What needs to be done → Even where a record seems odd, copy it exactly as it appears below.

[Stored items]
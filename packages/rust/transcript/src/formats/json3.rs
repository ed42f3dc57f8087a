//! YouTube's `json3` timed-text format.
//!
//! ```json
//! {"events": [{"tStartMs": 1500, "dDurationMs": 2000,
//!              "segs": [{"utf8": "foo "}, {"utf8": "bar"}]}]}
//! ```

use serde::Deserialize;
use serde_json::Value;
use tracing::debug;
use ytextract_shared::{ExtractError, Result, TranscriptSegment};

#[derive(Debug, Deserialize)]
#[serde(rename_all = "camelCase")]
struct Event {
    #[serde(default)]
    t_start_ms: f64,
    #[serde(default)]
    d_duration_ms: f64,
    segs: Option<Vec<Seg>>,
}

#[derive(Debug, Deserialize)]
struct Seg {
    #[serde(default)]
    utf8: String,
}

pub(super) fn parse(content: &str) -> Result<Vec<TranscriptSegment>> {
    let document: Value = serde_json::from_str(content)
        .map_err(|e| ExtractError::parse(format!("json3 subtitle is not valid JSON: {e}")))?;

    let Some(events) = document.get("events").and_then(Value::as_array) else {
        return Ok(Vec::new());
    };

    let mut segments = Vec::new();
    for (index, raw) in events.iter().enumerate() {
        let event = match Event::deserialize(raw) {
            Ok(event) => event,
            Err(e) => {
                debug!(index, error = %e, "skipping malformed json3 event");
                continue;
            }
        };

        // Window/style events carry no `segs` at all.
        let Some(segs) = event.segs else {
            continue;
        };

        let text: String = segs
            .iter()
            .map(|seg| seg.utf8.as_str())
            .filter(|piece| !piece.trim().is_empty())
            .collect();
        let text = text.trim();
        if text.is_empty() {
            continue;
        }

        segments.push(super::segment(
            event.t_start_ms / 1000.0,
            event.d_duration_ms / 1000.0,
            text.to_string(),
        ));
    }

    Ok(segments)
}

Response to this exercise →
filename packages/rust/transcript/src/formats/json3.rs
repository ed42f3dc57f8087a
//! YouTube's `json3` timed-text format.
//!
//! ```json
//! {"events": [{"tStartMs": 1500, "dDurationMs": 2000,
//!              "segs": [{"utf8": "foo "}, {"utf8": "bar"}]}]}
//! ```

use serde::Deserialize;
use serde_json::Value;
use tracing::debug;
use ytextract_shared::{ExtractError, Result, TranscriptSegment};

#[derive(Debug, Deserialize)]
#[serde(rename_all = "camelCase")]
struct Event {
    #[serde(default)]
    t_start_ms: f64,
    #[serde(default)]
    d_duration_ms: f64,
    segs: Option<Vec<Seg>>,
}

#[derive(Debug, Deserialize)]
struct Seg {
    #[serde(default)]
    utf8: String,
}

pub(super) fn parse(content: &str) -> Result<Vec<TranscriptSegment>> {
    let document: Value = serde_json::from_str(content)
        .map_err(|e| ExtractError::parse(format!("json3 subtitle is not valid JSON: {e}")))?;

    let Some(events) = document.get("events").and_then(Value::as_array) else {
        return Ok(Vec::new());
    };

    let mut segments = Vec::new();
    for (index, raw) in events.iter().enumerate() {
        let event = match Event::deserialize(raw) {
            Ok(event) => event,
            Err(e) => {
                debug!(index, error = %e, "skipping malformed json3 event");
                continue;
            }
        };

        // Window/style events carry no `segs` at all.
        let Some(segs) = event.segs else {
            continue;
        };

        let text: String = segs
            .iter()
            .map(|seg| seg.utf8.as_str())
            .filter(|piece| !piece.trim().is_empty())
            .collect();
        let text = text.trim();
        if text.is_empty() {
            continue;
        }

        segments.push(super::segment(
            event.t_start_ms / 1000.0,
            event.d_duration_ms / 1000.0,
            text.to_string(),
        ));
    }

    Ok(segments)
}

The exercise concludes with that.